Problem Set Solutions/Advanced Caches/Problem20

We modified the code from Problem 3, by adding a non-binding pref(etch) instruction that sends its address to the cache but always completes in one cycle. If the pref instruction is a cache miss, the requested block is requested from memory, the cache line for it is reserved in the cache, and the block arrives into that line 49 cycles after the prefetch instruction was executed. The cache is non-blocking and can handle a miss under any number of prefetch misses, i.e. the cache can service other requests (including starting a block fetch for another miss) even when it is already servicing many misses.

Note that the processor still completes instructions one by one.
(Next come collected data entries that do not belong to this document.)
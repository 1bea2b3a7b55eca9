//! Wait descriptors
//!
//! A [`Condition`] records what a machine is waiting for while it is outside
//! the critical section. The controller evaluates conditions to decide who may
//! be admitted next; the model checker evaluates them to find alternative
//! candidates worth branching on.

use crate::errors::{EngineError, Result};
use crate::meta::MetaContext;
use serde::{Deserialize, Serialize};
use std::fmt;

/// What a machine waits for
#[derive(Debug, Clone, Copy, PartialEq, Eq, Hash, Serialize, Deserialize)]
pub enum ConditionKind {
    /// Nothing; always fulfilled (plain yield)
    None,
    /// A virtual time
    Time,
    /// An application-defined event matched against the domain state
    UserEvent,
}

impl fmt::Display for ConditionKind {
    fn fmt(&self, f: &mut fmt::Formatter<'_>) -> fmt::Result {
        let name = match self {
            ConditionKind::None => "none",
            ConditionKind::Time => "time",
            ConditionKind::UserEvent => "user-event",
        };
        f.write_str(name)
    }
}

/// Target time of a wait
#[derive(Debug, Clone, Copy, PartialEq, Eq, Serialize, Deserialize)]
pub enum TargetTime {
    /// Absolute virtual time
    At(u64),
    /// No bound; resolved to the simulation time-to-live
    Infinite,
}

impl TargetTime {
    /// Resolve against the simulation time-to-live
    pub fn resolve(self, ttl: u64) -> u64 {
        match self {
            TargetTime::At(at) => at,
            TargetTime::Infinite => ttl,
        }
    }
}

/// Application-defined event a machine can wait for
#[derive(Debug, Clone, PartialEq, Eq, Serialize, Deserialize)]
pub struct UserEvent {
    /// Event name, interpreted by the domain layer
    pub name: String,
    /// Event arguments
    pub payload: serde_json::Value,
}

impl UserEvent {
    /// Event without arguments
    pub fn named(name: impl Into<String>) -> Self {
        Self {
            name: name.into(),
            payload: serde_json::Value::Null,
        }
    }

    /// Event with arguments
    pub fn with_payload(name: impl Into<String>, payload: serde_json::Value) -> Self {
        Self {
            name: name.into(),
            payload,
        }
    }
}

/// Arguments of the unified suspension primitive
#[derive(Debug, Clone, PartialEq, Eq, Serialize, Deserialize)]
pub struct WaitRequest {
    /// Condition kind
    pub kind: ConditionKind,
    /// Earliest virtual time at which the condition may be fulfilled
    pub target: TargetTime,
    /// Event payload, required for [`ConditionKind::UserEvent`]
    pub event: Option<UserEvent>,
    /// Whether this wait may become a branch alternative in model checking
    pub generate_choice: bool,
}

impl WaitRequest {
    /// Yield only
    pub fn nothing() -> Self {
        Self {
            kind: ConditionKind::None,
            target: TargetTime::At(0),
            event: None,
            generate_choice: false,
        }
    }

    /// Wait until virtual time reaches `target`
    pub fn time(target: TargetTime) -> Self {
        Self {
            kind: ConditionKind::Time,
            target,
            event: None,
            generate_choice: false,
        }
    }

    /// Wait until `event` matches the domain state, no earlier than `target`
    pub fn user_event(event: UserEvent, target: TargetTime) -> Self {
        Self {
            kind: ConditionKind::UserEvent,
            target,
            event: Some(event),
            generate_choice: false,
        }
    }

    /// Set the generate-choice flag
    pub fn with_choice(mut self, generate_choice: bool) -> Self {
        self.generate_choice = generate_choice;
        self
    }

    /// Reject requests that cannot be represented as a condition
    pub fn validate(&self, machine: &str) -> Result<()> {
        if self.kind == ConditionKind::UserEvent && self.event.is_none() {
            return Err(EngineError::protocol(
                machine,
                "wait for user event issued without an event payload",
            ));
        }
        Ok(())
    }
}

/// Wait descriptor owned by a machine control record
#[derive(Debug, Clone, PartialEq, Eq, Serialize, Deserialize)]
pub struct Condition {
    /// What is awaited
    pub kind: ConditionKind,
    /// Event-clock value when the wait was issued
    pub issue_time: u64,
    /// Virtual time from which the condition may be fulfilled
    pub target_time: u64,
    /// Awaited event, for user-event conditions
    pub event: Option<UserEvent>,
    /// Candidate for model-checking branches
    pub generate_choice: bool,
    /// Next wait returns immediately after a replay resumed this machine
    pub interrupted_by_choice_point: bool,
    /// Cleared after a successful re-entry; not a real wait
    pub placeholder: bool,
}

impl Condition {
    /// Condition of a freshly started machine
    pub fn initial(issue_time: u64) -> Self {
        Self {
            kind: ConditionKind::None,
            issue_time,
            target_time: 0,
            event: None,
            generate_choice: false,
            interrupted_by_choice_point: false,
            placeholder: false,
        }
    }

    /// Fill the condition for a new wait
    pub fn set(&mut self, request: &WaitRequest, issue_time: u64, ttl: u64) {
        self.kind = request.kind;
        self.issue_time = issue_time;
        self.target_time = match request.kind {
            ConditionKind::None => 0,
            ConditionKind::Time | ConditionKind::UserEvent => request.target.resolve(ttl),
        };
        self.event = request.event.clone();
        self.generate_choice = request.generate_choice;
        self.interrupted_by_choice_point = false;
        self.placeholder = false;
    }

    /// Back to "none" after re-entry
    pub fn reset(&mut self) {
        self.kind = ConditionKind::None;
        self.target_time = 0;
        self.event = None;
        self.generate_choice = false;
        self.interrupted_by_choice_point = false;
        self.placeholder = true;
    }

    /// Fulfillment predicate at virtual time `clock`
    pub fn is_fulfilled(&self, clock: u64, meta: &dyn MetaContext) -> bool {
        match self.kind {
            ConditionKind::None => true,
            ConditionKind::Time => clock >= self.target_time,
            ConditionKind::UserEvent => {
                clock >= self.target_time
                    && self
                        .event
                        .as_ref()
                        .is_some_and(|event| meta.event_fulfilled(event, clock))
            }
        }
    }

    /// Whether this condition makes its machine a branch alternative
    pub fn is_choice_candidate(&self, clock: u64, meta: &dyn MetaContext) -> bool {
        self.generate_choice && !self.placeholder && self.is_fulfilled(clock, meta)
    }

    /// Future wake-up time for time and user-event conditions that are not yet due
    pub fn pending_wakeup(&self, clock: u64) -> Option<u64> {
        let timed = matches!(self.kind, ConditionKind::Time | ConditionKind::UserEvent);
        (timed && self.target_time > clock).then_some(self.target_time)
    }
}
A prefetch completes when it has sent a request to the cache, but a load completes when it got the value. Thus the cache can get a load miss while one or more prefetches are still fetching data, but it will not move on to other instructions on a load miss and, as a result, once a load miss occurs there will be no new misses (or for that matter any other instructions) until the load is completed.
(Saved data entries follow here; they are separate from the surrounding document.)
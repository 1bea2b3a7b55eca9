//! Rondo testing infrastructure
//!
//! Scenarios, a key/value domain state and assertion helpers shared by the
//! engine's integration tests and the command-line runner.

#![allow(clippy::unwrap_used)]
#![allow(clippy::expect_used)]
//!
//! # Usage
//!
//! ```rust,no_run
//! use rondo_core::EngineConfig;
//! use rondo_engine::Explorer;
//! use rondo_testkit::*;
//!
//! init_test_tracing();
//! let scenario = Alternation { rounds: Some(3) };
//! let report = Explorer::new(EngineConfig::default(), &scenario)
//!     .unwrap()
//!     .run()
//!     .unwrap();
//! assert_clean!(report);
//! ```

pub mod assertions;
pub mod scenarios;
pub mod space;

pub use assertions::*;
pub use scenarios::*;
pub use space::{KvSlotProcessor, KvSpace};

/// Install a test-writer subscriber once per process.
///
/// `RUST_LOG` wins when set; otherwise only warnings are shown.
pub fn init_test_tracing() {
    let filter = tracing_subscriber::EnvFilter::try_from_default_env()
        .unwrap_or_else(|_| tracing_subscriber::EnvFilter::new("warn"));
    let _ = tracing_subscriber::fmt()
        .with_env_filter(filter)
        .with_test_writer()
        .with_thread_names(true)
        .try_init();
}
add $2,$0,$0    ; Initialize $2 to zero
loop:   bnez $4,end ; Finish if $4 is zero
    pref 0($5)  ; Send prefetch to cache
    lw $3,0($5) ; Load array element (note: it’s a 4-byte word)
    add $2,$2,$3    ; Add to sum
    addi $5,$5,4    ; Point to next element (each element is 4 bytes)
addi $4,$4,-1  ; Decrement element count
    b loop      ; Go to next iteration
end:

Unfortunately, this code is broken – it issues a prefetch for data that will be needed in the very next cycle, so if the lw instruction is a miss, the prefetch reduces it’s the total latency of this miss by only 1 cycle. To prefetch data that will be needed in the future, the constant used in the address computation can be modified, e.g. pref 4($5) would prefetch for the next iteration.

If the prefetch constant is changed to 40, what is the number of cycles needed to execute each iteration (the very first, the one after that, etc.)?

Solution:

The prefetch now gets data for 10 iterations ahead. So the first eight iterations there is no benefit from prefetching and we have 7+50, 7, 7, 7, 7+50, 7, 7, 7 cycles for them (first and fifth iteration have full misses). The first prefetched data item is in the third block (third element in that block) but the whole block is prefetched. By the time we get to the third block (in iteration 9), the prefetch from iteration 1 has already brought the block into the cache. Thus we have no misses for that block (iterations 9 through 12 are 7 cycles each). When we get to iteration 13 (first to access the fourth block), we are accessing a block that was first prefetched in iteration 3, which was more than 49 cycles ago and there is again no miss for that block (7,7, 7, 7 for iterations 13 through 16). For iteration 17, the block was prefetched in iteration 7. There have been no misses since then, so there were 71 cycles between the prefetch and load, thus the data is already in the cache and there is no miss. In fact, there will be no more misses until the end of the program, so overall we have 7+50 cycles for iterations 1 and 5, and all other iterations take 7 cycles each.